Hola amigos....tengo el grabador de microchip PICTAR Plus este es serial y intente gravar el programa con la ulitima versión de ICPROG pero al arroja un error oooh al terminar la verificación de la programación. Con MPLAB me paso que con una versión antigua no eran compatibles entre ellos, despues intente con la ultima versión de MPLAB IDE la 7.5 creo y no pasa nada o bien no cacho como realizar el proceso de grabación.

Mis consultas son:

Qué programa como ICProg es compatible con el grabador de microchip "PICSTAR Plus"
Como se realiza el proceso de grabación con MPLAB IDE? utilizando "PICSTAR Plus"?

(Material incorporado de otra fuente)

//! Credential hash derivation for the auth-file adapter (spec.md §4.9, C9).
//!
//! The 56-byte canonical input is built once and fed through whichever
//! digest the zone operator configured; the output is then rendered as
//! lowercase hex or base64, matching what an operator's existing
//! `passwd.conf` file would contain.

use md5::Md5;
use sha2::{Digest, Sha256, Sha512};

const NAME_FIELD: usize = 24;
const NAME_MAX_CHARS: usize = 23;
const PASS_FIELD: usize = 32;
const PASS_MAX_CHARS: usize = 31;

#[derive(Clone, Copy, Debug, Eq, PartialEq, serde::Serialize, serde::Deserialize)]
#[serde(rename_all = "PascalCase")]
pub enum HashAlgorithm {
    Md5,
    Sha256,
    Sha512,
}

#[derive(Clone, Copy, Debug, Eq, PartialEq, serde::Serialize, serde::Deserialize)]
#[serde(rename_all = "lowercase")]
pub enum HashEncoding {
    Hex,
    Base64,
}

/// Builds the canonical 56-byte `(name, password)` buffer: the name
/// lowercased and truncated to 23 ASCII characters in a zero-filled 24-byte
/// field, followed by the password truncated to 31 characters in a
/// zero-filled 32-byte field.
pub fn canonical_buffer(name: &str, password: &str) -> [u8; NAME_FIELD + PASS_FIELD] {
    let mut buf = [0u8; NAME_FIELD + PASS_FIELD];

    let lowered: String = name.chars().take(NAME_MAX_CHARS).flat_map(|c| c.to_lowercase()).collect();
    let name_bytes = lowered.as_bytes();
    let name_len = name_bytes.len().min(NAME_MAX_CHARS);
    buf[..name_len].copy_from_slice(&name_bytes[..name_len]);

    let pass_bytes = password.as_bytes();
    let pass_len = pass_bytes.len().min(PASS_MAX_CHARS);
    buf[NAME_FIELD..NAME_FIELD + pass_len].copy_from_slice(&pass_bytes[..pass_len]);

    buf
}

/// Derives the stored-credential string for `(name, password)` under the
/// given algorithm/encoding pair (testable property S6).
pub fn derive(name: &str, password: &str, algorithm: HashAlgorithm, encoding: HashEncoding) -> String {
    let buf = canonical_buffer(name, password);

    let digest: Vec<u8> = match algorithm {
        HashAlgorithm::Md5 => Md5::digest(buf).to_vec(),
        HashAlgorithm::Sha256 => Sha256::digest(buf).to_vec(),
        HashAlgorithm::Sha512 => Sha512::digest(buf).to_vec(),
    };

    match encoding {
        HashEncoding::Hex => hex::encode(digest),
        HashEncoding::Base64 => base64::Engine::encode(&base64::engine::general_purpose::STANDARD, digest),
    }
}

#[cfg(test)]
mod tests {
    use super::*;

    #[test]
    fn canonical_buffer_matches_worked_example() {
        let buf = canonical_buffer("Alice", "secret");
        let mut expected = [0u8; 56];
        expected[..5].copy_from_slice(b"alice");
        expected[24..30].copy_from_slice(b"secret");
        assert_eq!(buf, expected);
    }

    #[test]
    fn derive_md5_hex_round_trips() {
        let buf = canonical_buffer("alice", "secret");
        let expected = hex::encode(Md5::digest(buf));
        assert_eq!(derive("Alice", "secret", HashAlgorithm::Md5, HashEncoding::Hex), expected);
    }

    #[test]
    fn name_truncates_at_23_chars_before_padding() {
        let long_name = "a".repeat(40);
        let buf = canonical_buffer(&long_name, "x");
        assert_eq!(&buf[..23], "a".repeat(23).as_bytes());
        assert_eq!(buf[23], 0);
    }
}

Gracias de ante mano....saludos.


----------



## El nombre (Ene 12, 2007)

Con el MPLAB ide va bien. Lo que tienes que ver es la versión del picstar. Lo mismo no soporta el micro que estás grabando.
Saludos


----------



## boanerge (Ene 13, 2007)

hola amigo...sabes si soporta al pic que quiero gravar, manejas como hacer el proceso con MPLAB IDE. Trate de hacerlo en programer elegi PICSTART y solo se abre una ventana en blanco.....

SAludos


----------



## El nombre (Ene 13, 2007)

Es tan escueto lo que comentas que no se que contestar. 
Seleccionas:
Programmer/Select Programer/1 PICSTART Plus
Y te aparece una ventana en la que te dice que se ha conectado o que no se ha conectado a tu programador.
Cuando instalaste el MPLAB tienes que haberle confirmado que vas a usarlo si no es así reinstala ( tampoco pasa nada por que instales los demas, igual te haces un emulador).
Ánimo a ver si conseguimos que te funcione.
Saludos


----------



## boanerge (Ene 14, 2007)

hola amigos...ya consegui programar el micro con la ultima versión de MPLAB IDe, pues antes estaba puro webenado..como decimos aca. EL proceso consta de una serie de pasos para conseguir la programación. No es dificil si a alguien le sirve que me diga y comento el procedimiento....gracias por la ayuda...


----------



## cesartm (Dic 15, 2008)

Compre un Picstart Plus con entrada RS232 el cual mi ordenador no tiene su respectiva a entrada, compre un cable adaptador de USB a RS232 y venia con su respectivo driver, lo instale, pero al conectar el programador no lo reconoce, intente en el panel de control>add new hardware pero es inutil, alquien ha solucionado este tipo te problemas? Seguire intentando y cualquier ayud es binvenida Gracias


----------



## cesartm (Dic 17, 2008)

Bueno ahora ya que he solucionado este problema, me surge otro, cuando intento grabar el archivo .HEX a un 16f629 (en Picstart Plus), me idica que ha sido todo satisfactorio pero cuando lo coloco en el protoboard no funciona.
Estube leyendo el manual, mi desilucion fue donde dice que "Use the driver supplied with MPLAB IDE, i. e., do not use standard Windows USB driver (except for PICkit 1.)", lo que me confunde es el porque de que el software lo detecta y supuestamente hace su trabajo junto al programador pero los resultados no son los deseados, solucion a esto sera que de aqui en adelante investigare mas sobre lo que vaya a comprar y buscare entre mi chatarra un ordenador con puerto se serie. Gracias por su tiempo.


----------



## sammaael (Abr 16, 2010)

una duda el picsatart graba pic 18f2550


----------